Mr. Ouattara said there is a need for more international pressure on Mr. Gbagbo to force him to step down. He said Mr. Gbagbo is biding his time threatening to plunge the country into deeper crisis.

“Stalling allows him to import arms and ammunitions and to recruit mercenaries and militias, so that he can continue to kill the Ivorian people. He thinks this is good for him, but it’s very bad for Cote d’Ivoire and Ivorians,” said Ouattara.

“We believe that Mr. Gbagbo has used this strategy all over for five years and that is how he got into office from 2005 to 2010. We had negotiations all the time, he made commitments, which he never respected and, as a result, he is just ready to take commitments, but not ready to implement them. So, it’s clearly a strategy for him to win time and to import mercenaries and arms.”

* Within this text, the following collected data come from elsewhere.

//! Object database router for grit.
//!
//! The [`Odb`] façade unifies every object source of a repository -- the
//! loose fan-out directory, the pack directory (with its multi-pack-index),
//! alternates, and custom registered backends -- behind one
//! read/write/exists/foreach surface:
//!
//! - Reads probe backends highest-priority-first and stop at the first hit.
//! - Writes go to the highest-priority writable backend (loose by
//!   convention).
//! - A bounded LRU cache short-circuits repeated reads of hot objects.
//! - Abbreviated ids resolve across all backends with ambiguity detection.
//! - Enumeration yields each id exactly once, attributed to the
//!   highest-priority backend holding it.

pub mod backend;
pub mod cache;
pub mod config;
pub mod error;
pub mod odb;

pub use backend::Backend;
pub use config::OdbConfig;
pub use error::{OdbError, OdbResult};
pub use odb::{Odb, PackedBackend, LOOSE_PRIORITY, PACKED_PRIORITY};

// The concrete pieces callers assemble databases from.
pub use grit_store::{LooseBackend, MemoryBackend, RawObject};
pub use grit_types::{ObjectId, ObjectKind, Outcome};
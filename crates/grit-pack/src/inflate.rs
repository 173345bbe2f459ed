//! Bounded zlib inflation over pack slices.
//!
//! Pack entries are back-to-back zlib streams with no length framing, so the
//! inflater must report how many input bytes each stream consumed for the
//! reader to locate entry boundaries, and must cap output so a corrupt
//! header can never provoke an unbounded allocation.

use flate2::{Decompress, FlushDecompress, Status};

use crate::error::{PackError, PackResult};

const SCRATCH_LEN: usize = 16 * 1024;

/// Inflate one zlib stream from `input`, expecting exactly `expected` output
/// bytes. Returns the inflated bytes and the count of input bytes consumed.
pub fn inflate_exact(input: &[u8], expected: usize) -> PackResult<(Vec<u8>, usize)> {
    let (out, consumed) = inflate_capped(input, expected, true)?;
    if out.len() != expected {
        return Err(PackError::corrupt(
            0,
            format!("inflated {} bytes, expected {expected}", out.len()),
        ));
    }
    Ok((out, consumed))
}

/// Inflate at most `max_out` bytes from the head of a zlib stream.
///
/// Unlike [`inflate_exact`] this succeeds when the stream holds more data
/// than requested; it is used to peek at delta headers without inflating
/// whole payloads.
pub fn inflate_prefix(input: &[u8], max_out: usize) -> PackResult<Vec<u8>> {
    let (out, _) = inflate_capped(input, max_out, false)?;
    Ok(out)
}

fn inflate_capped(
    input: &[u8],
    max_out: usize,
    whole_stream: bool,
) -> PackResult<(Vec<u8>, usize)> {
    let mut decoder = Decompress::new(true);
    let mut out = Vec::with_capacity(max_out.min(SCRATCH_LEN));
    let mut buf = [0u8; SCRATCH_LEN];
    let mut in_pos = 0usize;

    loop {
        let before_in = decoder.total_in() as usize;
        let before_out = decoder.total_out() as usize;

        let status = decoder
            .decompress(&input[in_pos..], &mut buf, FlushDecompress::None)
            .map_err(|e| PackError::corrupt(0, format!("zlib inflate: {e}")))?;

        let consumed = decoder.total_in() as usize - before_in;
        let produced = decoder.total_out() as usize - before_out;
        in_pos += consumed;

        if produced != 0 {
            let want = produced.min(max_out - out.len());
            out.extend_from_slice(&buf[..want]);
            if out.len() == max_out && !whole_stream {
                return Ok((out, in_pos));
            }
            if produced > want {
                return Err(PackError::corrupt(0, "inflated data exceeds declared size"));
            }
        }

        match status {
            Status::StreamEnd => return Ok((out, in_pos)),
            Status::Ok | Status::BufError => {
                if consumed == 0 && produced == 0 {
                    return Err(PackError::corrupt(0, "truncated zlib stream"));
                }
            }
        }
    }
}

/// Deflate `data` as one zlib stream.
pub fn deflate(data: &[u8]) -> PackResult<Vec<u8>> {
    use std::io::Write;
    let mut encoder =
        flate2::write::ZlibEncoder::new(Vec::new(), flate2::Compression::default());
    encoder
        .write_all(data)
        .map_err(|e| PackError::CompressionFailed(e.to_string()))?;
    encoder
        .finish()
        .map_err(|e| PackError::CompressionFailed(e.to_string()))
}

President Gbagbo has maintained that a face-to-face dialogue with his rival is the only way to resolve the escalating crisis.  But, supporters of Mr. Ouattara insist there could be negotiations only if President Gbagbo admits to losing the November vote, a condition Mr. Gbagbo has yet to agree to.

“Ivorians have chosen the president and his name is Alassane Ouattara. What should we negotiate again? What is democracy about? Mr. Gbagbo used to say that he is a democrat, but he lost the election and he should leave office…I cannot negotiate the will of the Ivorian people.”